• **Task prompt**
For each line in the records, produce an exact copy.

• **Saved entries**
---

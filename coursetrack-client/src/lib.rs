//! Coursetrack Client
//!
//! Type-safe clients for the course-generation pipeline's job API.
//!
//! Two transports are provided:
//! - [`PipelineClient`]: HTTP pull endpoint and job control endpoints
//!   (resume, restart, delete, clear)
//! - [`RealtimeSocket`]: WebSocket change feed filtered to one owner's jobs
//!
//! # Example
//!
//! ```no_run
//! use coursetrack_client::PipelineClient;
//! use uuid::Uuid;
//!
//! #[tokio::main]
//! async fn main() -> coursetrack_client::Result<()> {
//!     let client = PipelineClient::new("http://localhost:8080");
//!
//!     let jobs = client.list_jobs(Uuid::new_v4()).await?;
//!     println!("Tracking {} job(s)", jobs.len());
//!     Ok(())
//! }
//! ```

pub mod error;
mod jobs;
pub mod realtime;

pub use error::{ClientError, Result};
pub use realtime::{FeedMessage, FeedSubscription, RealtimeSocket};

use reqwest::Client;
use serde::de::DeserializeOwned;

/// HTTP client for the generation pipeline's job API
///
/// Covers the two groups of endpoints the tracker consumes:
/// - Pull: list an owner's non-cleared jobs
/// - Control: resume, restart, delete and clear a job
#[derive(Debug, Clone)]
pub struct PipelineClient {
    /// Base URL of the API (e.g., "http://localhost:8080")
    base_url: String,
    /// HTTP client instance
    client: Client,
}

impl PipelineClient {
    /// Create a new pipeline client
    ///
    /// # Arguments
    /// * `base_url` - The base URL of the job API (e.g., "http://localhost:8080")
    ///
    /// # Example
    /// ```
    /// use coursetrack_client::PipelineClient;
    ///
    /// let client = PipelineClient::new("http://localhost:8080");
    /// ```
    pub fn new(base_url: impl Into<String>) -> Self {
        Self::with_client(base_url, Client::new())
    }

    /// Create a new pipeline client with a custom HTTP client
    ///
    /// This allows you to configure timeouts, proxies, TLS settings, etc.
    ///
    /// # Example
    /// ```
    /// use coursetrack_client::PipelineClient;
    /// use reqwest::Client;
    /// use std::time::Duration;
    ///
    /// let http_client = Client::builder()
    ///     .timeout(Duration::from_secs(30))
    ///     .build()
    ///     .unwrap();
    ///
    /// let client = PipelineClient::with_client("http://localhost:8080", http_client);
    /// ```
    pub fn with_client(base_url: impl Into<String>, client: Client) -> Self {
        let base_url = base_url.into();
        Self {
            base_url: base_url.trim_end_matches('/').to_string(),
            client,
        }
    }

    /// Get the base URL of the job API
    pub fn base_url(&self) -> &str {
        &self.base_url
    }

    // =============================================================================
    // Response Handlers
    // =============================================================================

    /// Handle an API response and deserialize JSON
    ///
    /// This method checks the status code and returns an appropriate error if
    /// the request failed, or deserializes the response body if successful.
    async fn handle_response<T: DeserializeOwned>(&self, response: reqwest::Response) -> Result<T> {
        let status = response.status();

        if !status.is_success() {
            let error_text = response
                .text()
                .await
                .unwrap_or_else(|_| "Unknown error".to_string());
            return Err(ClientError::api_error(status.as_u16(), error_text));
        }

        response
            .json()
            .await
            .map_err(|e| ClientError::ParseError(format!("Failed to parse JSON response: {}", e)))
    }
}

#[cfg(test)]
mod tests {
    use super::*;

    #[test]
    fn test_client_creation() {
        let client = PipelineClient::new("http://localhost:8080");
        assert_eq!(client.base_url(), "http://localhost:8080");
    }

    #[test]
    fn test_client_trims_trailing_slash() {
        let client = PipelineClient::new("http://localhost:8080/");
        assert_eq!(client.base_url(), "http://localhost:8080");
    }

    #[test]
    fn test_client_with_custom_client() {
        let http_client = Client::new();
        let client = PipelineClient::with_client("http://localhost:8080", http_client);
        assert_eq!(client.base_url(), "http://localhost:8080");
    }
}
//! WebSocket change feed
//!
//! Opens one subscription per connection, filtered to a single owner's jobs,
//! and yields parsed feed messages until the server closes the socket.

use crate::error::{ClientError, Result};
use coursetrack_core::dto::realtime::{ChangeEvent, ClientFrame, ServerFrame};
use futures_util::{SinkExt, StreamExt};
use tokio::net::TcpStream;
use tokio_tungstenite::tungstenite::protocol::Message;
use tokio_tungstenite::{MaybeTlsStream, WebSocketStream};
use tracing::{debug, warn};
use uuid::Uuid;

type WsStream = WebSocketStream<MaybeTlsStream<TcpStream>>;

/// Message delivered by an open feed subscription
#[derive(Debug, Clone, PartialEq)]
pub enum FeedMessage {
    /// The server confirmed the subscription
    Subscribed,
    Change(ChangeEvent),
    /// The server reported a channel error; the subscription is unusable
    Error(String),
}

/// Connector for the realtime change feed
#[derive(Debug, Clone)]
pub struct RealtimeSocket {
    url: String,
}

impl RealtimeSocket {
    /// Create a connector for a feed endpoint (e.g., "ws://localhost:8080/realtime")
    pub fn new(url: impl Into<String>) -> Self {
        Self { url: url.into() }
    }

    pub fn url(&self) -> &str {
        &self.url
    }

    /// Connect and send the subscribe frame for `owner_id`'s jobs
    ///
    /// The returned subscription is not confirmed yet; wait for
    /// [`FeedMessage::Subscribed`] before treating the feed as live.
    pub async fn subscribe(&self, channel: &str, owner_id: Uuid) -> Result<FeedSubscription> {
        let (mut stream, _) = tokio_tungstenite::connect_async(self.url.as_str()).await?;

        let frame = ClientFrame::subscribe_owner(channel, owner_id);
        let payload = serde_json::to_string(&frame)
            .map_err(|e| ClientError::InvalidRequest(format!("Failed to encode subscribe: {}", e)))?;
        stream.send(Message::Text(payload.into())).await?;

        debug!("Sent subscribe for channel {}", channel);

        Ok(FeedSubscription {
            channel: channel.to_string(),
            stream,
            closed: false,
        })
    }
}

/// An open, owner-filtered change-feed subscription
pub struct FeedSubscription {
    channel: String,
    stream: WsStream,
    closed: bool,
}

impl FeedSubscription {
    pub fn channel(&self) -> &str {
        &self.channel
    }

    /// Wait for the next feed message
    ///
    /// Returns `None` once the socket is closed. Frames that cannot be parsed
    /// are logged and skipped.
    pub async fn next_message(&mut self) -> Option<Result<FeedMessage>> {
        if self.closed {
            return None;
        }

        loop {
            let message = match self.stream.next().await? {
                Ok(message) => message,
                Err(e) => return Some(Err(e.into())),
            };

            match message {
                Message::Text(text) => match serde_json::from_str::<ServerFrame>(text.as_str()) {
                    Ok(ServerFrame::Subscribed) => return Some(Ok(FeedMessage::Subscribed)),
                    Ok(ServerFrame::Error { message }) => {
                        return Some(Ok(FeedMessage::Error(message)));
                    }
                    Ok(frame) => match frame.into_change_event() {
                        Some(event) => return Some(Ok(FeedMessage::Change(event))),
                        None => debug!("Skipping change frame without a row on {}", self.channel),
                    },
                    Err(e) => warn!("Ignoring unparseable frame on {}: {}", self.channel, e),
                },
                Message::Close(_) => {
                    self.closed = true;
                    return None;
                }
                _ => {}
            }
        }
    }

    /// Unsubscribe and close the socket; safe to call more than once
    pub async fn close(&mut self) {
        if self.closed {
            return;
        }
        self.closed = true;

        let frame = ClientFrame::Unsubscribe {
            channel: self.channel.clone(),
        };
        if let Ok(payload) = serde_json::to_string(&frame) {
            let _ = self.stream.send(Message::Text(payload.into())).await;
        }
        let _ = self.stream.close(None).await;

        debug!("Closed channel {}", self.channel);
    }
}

---

• **Task response**
filename coursetrack-client/src/lib.rs
//! Coursetrack Client
//!
//! Type-safe clients for the course-generation pipeline's job API.
//!
//! Two transports are provided:
//! - [`PipelineClient`]: HTTP pull endpoint and job control endpoints
//!   (resume, restart, delete, clear)
//! - [`RealtimeSocket`]: WebSocket change feed filtered to one owner's jobs
//!
//! # Example
//!
//! ```no_run
//! use coursetrack_client::PipelineClient;
//! use uuid::Uuid;
//!
//! #[tokio::main]
//! async fn main() -> coursetrack_client::Result<()> {
//!     let client = PipelineClient::new("http://localhost:8080");
//!
//!     let jobs = client.list_jobs(Uuid::new_v4()).await?;
//!     println!("Tracking {} job(s)", jobs.len());
//!     Ok(())
//! }
//! ```

pub mod error;
mod jobs;
pub mod realtime;

pub use error::{ClientError, Result};
pub use realtime::{FeedMessage, FeedSubscription, RealtimeSocket};

use reqwest::Client;
use serde::de::DeserializeOwned;

/// HTTP client for the generation pipeline's job API
///
/// Covers the two groups of endpoints the tracker consumes:
/// - Pull: list an owner's non-cleared jobs
/// - Control: resume, restart, delete and clear a job
#[derive(Debug, Clone)]
pub struct PipelineClient {
    /// Base URL of the API (e.g., "http://localhost:8080")
    base_url: String,
    /// HTTP client instance
    client: Client,
}

impl PipelineClient {
    /// Create a new pipeline client
    ///
    /// # Arguments
    /// * `base_url` - The base URL of the job API (e.g., "http://localhost:8080")
    ///
    /// # Example
    /// ```
    /// use coursetrack_client::PipelineClient;
    ///
    /// let client = PipelineClient::new("http://localhost:8080");
    /// ```
    pub fn new(base_url: impl Into<String>) -> Self {
        Self::with_client(base_url, Client::new())
    }

    /// Create a new pipeline client with a custom HTTP client
    ///
    /// This allows you to configure timeouts, proxies, TLS settings, etc.
    ///
    /// # Example
    /// ```
    /// use coursetrack_client::PipelineClient;
    /// use reqwest::Client;
    /// use std::time::Duration;
    ///
    /// let http_client = Client::builder()
    ///     .timeout(Duration::from_secs(30))
    ///     .build()
    ///     .unwrap();
    ///
    /// let client = PipelineClient::with_client("http://localhost:8080", http_client);
    /// ```
    pub fn with_client(base_url: impl Into<String>, client: Client) -> Self {
        let base_url = base_url.into();
        Self {
            base_url: base_url.trim_end_matches('/').to_string(),
            client,
        }
    }

    /// Get the base URL of the job API
    pub fn base_url(&self) -> &str {
        &self.base_url
    }

    // =============================================================================
    // Response Handlers
    // =============================================================================

    /// Handle an API response and deserialize JSON
    ///
    /// This method checks the status code and returns an appropriate error if
    /// the request failed, or deserializes the response body if successful.
    async fn handle_response<T: DeserializeOwned>(&self, response: reqwest::Response) -> Result<T> {
        let status = response.status();

        if !status.is_success() {
            let error_text = response
                .text()
                .await
                .unwrap_or_else(|_| "Unknown error".to_string());
            return Err(ClientError::api_error(status.as_u16(), error_text));
        }

        response
            .json()
            .await
            .map_err(|e| ClientError::ParseError(format!("Failed to parse JSON response: {}", e)))
    }
}

#[cfg(test)]
mod tests {
    use super::*;

    #[test]
    fn test_client_creation() {
        let client = PipelineClient::new("http://localhost:8080");
        assert_eq!(client.base_url(), "http://localhost:8080");
    }

    #[test]
    fn test_client_trims_trailing_slash() {
        let client = PipelineClient::new("http://localhost:8080/");
        assert_eq!(client.base_url(), "http://localhost:8080");
    }

    #[test]
    fn test_client_with_custom_client() {
        let http_client = Client::new();
        let client = PipelineClient::with_client("http://localhost:8080", http_client);
        assert_eq!(client.base_url(), "http://localhost:8080");
    }
}
//! WebSocket change feed
//!
//! Opens one subscription per connection, filtered to a single owner's jobs,
//! and yields parsed feed messages until the server closes the socket.

use crate::error::{ClientError, Result};
use coursetrack_core::dto::realtime::{ChangeEvent, ClientFrame, ServerFrame};
use futures_util::{SinkExt, StreamExt};
use tokio::net::TcpStream;
use tokio_tungstenite::tungstenite::protocol::Message;
use tokio_tungstenite::{MaybeTlsStream, WebSocketStream};
use tracing::{debug, warn};
use uuid::Uuid;

type WsStream = WebSocketStream<MaybeTlsStream<TcpStream>>;

/// Message delivered by an open feed subscription
#[derive(Debug, Clone, PartialEq)]
pub enum FeedMessage {
    /// The server confirmed the subscription
    Subscribed,
    Change(ChangeEvent),
    /// The server reported a channel error; the subscription is unusable
    Error(String),
}

/// Connector for the realtime change feed
#[derive(Debug, Clone)]
pub struct RealtimeSocket {
    url: String,
}

impl RealtimeSocket {
    /// Create a connector for a feed endpoint (e.g., "ws://localhost:8080/realtime")
    pub fn new(url: impl Into<String>) -> Self {
        Self { url: url.into() }
    }

    pub fn url(&self) -> &str {
        &self.url
    }

    /// Connect and send the subscribe frame for `owner_id`'s jobs
    ///
    /// The returned subscription is not confirmed yet; wait for
    /// [`FeedMessage::Subscribed`] before treating the feed as live.
    pub async fn subscribe(&self, channel: &str, owner_id: Uuid) -> Result<FeedSubscription> {
        let (mut stream, _) = tokio_tungstenite::connect_async(self.url.as_str()).await?;

        let frame = ClientFrame::subscribe_owner(channel, owner_id);
        let payload = serde_json::to_string(&frame)
            .map_err(|e| ClientError::InvalidRequest(format!("Failed to encode subscribe: {}", e)))?;
        stream.send(Message::Text(payload.into())).await?;

        debug!("Sent subscribe for channel {}", channel);

        Ok(FeedSubscription {
            channel: channel.to_string(),
            stream,
            closed: false,
        })
    }
}

/// An open, owner-filtered change-feed subscription
pub struct FeedSubscription {
    channel: String,
    stream: WsStream,
    closed: bool,
}

impl FeedSubscription {
    pub fn channel(&self) -> &str {
        &self.channel
    }

    /// Wait for the next feed message
    ///
    /// Returns `None` once the socket is closed. Frames that cannot be parsed
    /// are logged and skipped.
    pub async fn next_message(&mut self) -> Option<Result<FeedMessage>> {
        if self.closed {
            return None;
        }

        loop {
            let message = match self.stream.next().await? {
                Ok(message) => message,
                Err(e) => return Some(Err(e.into())),
            };

            match message {
                Message::Text(text) => match serde_json::from_str::<ServerFrame>(text.as_str()) {
                    Ok(ServerFrame::Subscribed) => return Some(Ok(FeedMessage::Subscribed)),
                    Ok(ServerFrame::Error { message }) => {
                        return Some(Ok(FeedMessage::Error(message)));
                    }
                    Ok(frame) => match frame.into_change_event() {
                        Some(event) => return Some(Ok(FeedMessage::Change(event))),
                        None => debug!("Skipping change frame without a row on {}", self.channel),
                    },
                    Err(e) => warn!("Ignoring unparseable frame on {}: {}", self.channel, e),
                },
                Message::Close(_) => {
                    self.closed = true;
                    return None;
                }
                _ => {}
            }
        }
    }

    /// Unsubscribe and close the socket; safe to call more than once
    pub async fn close(&mut self) {
        if self.closed {
            return;
        }
        self.closed = true;

        let frame = ClientFrame::Unsubscribe {
            channel: self.channel.clone(),
        };
        if let Ok(payload) = serde_json::to_string(&frame) {
            let _ = self.stream.send(Message::Text(payload.into())).await;
        }
        let _ = self.stream.close(None).await;

        debug!("Closed channel {}", self.channel);
    }
}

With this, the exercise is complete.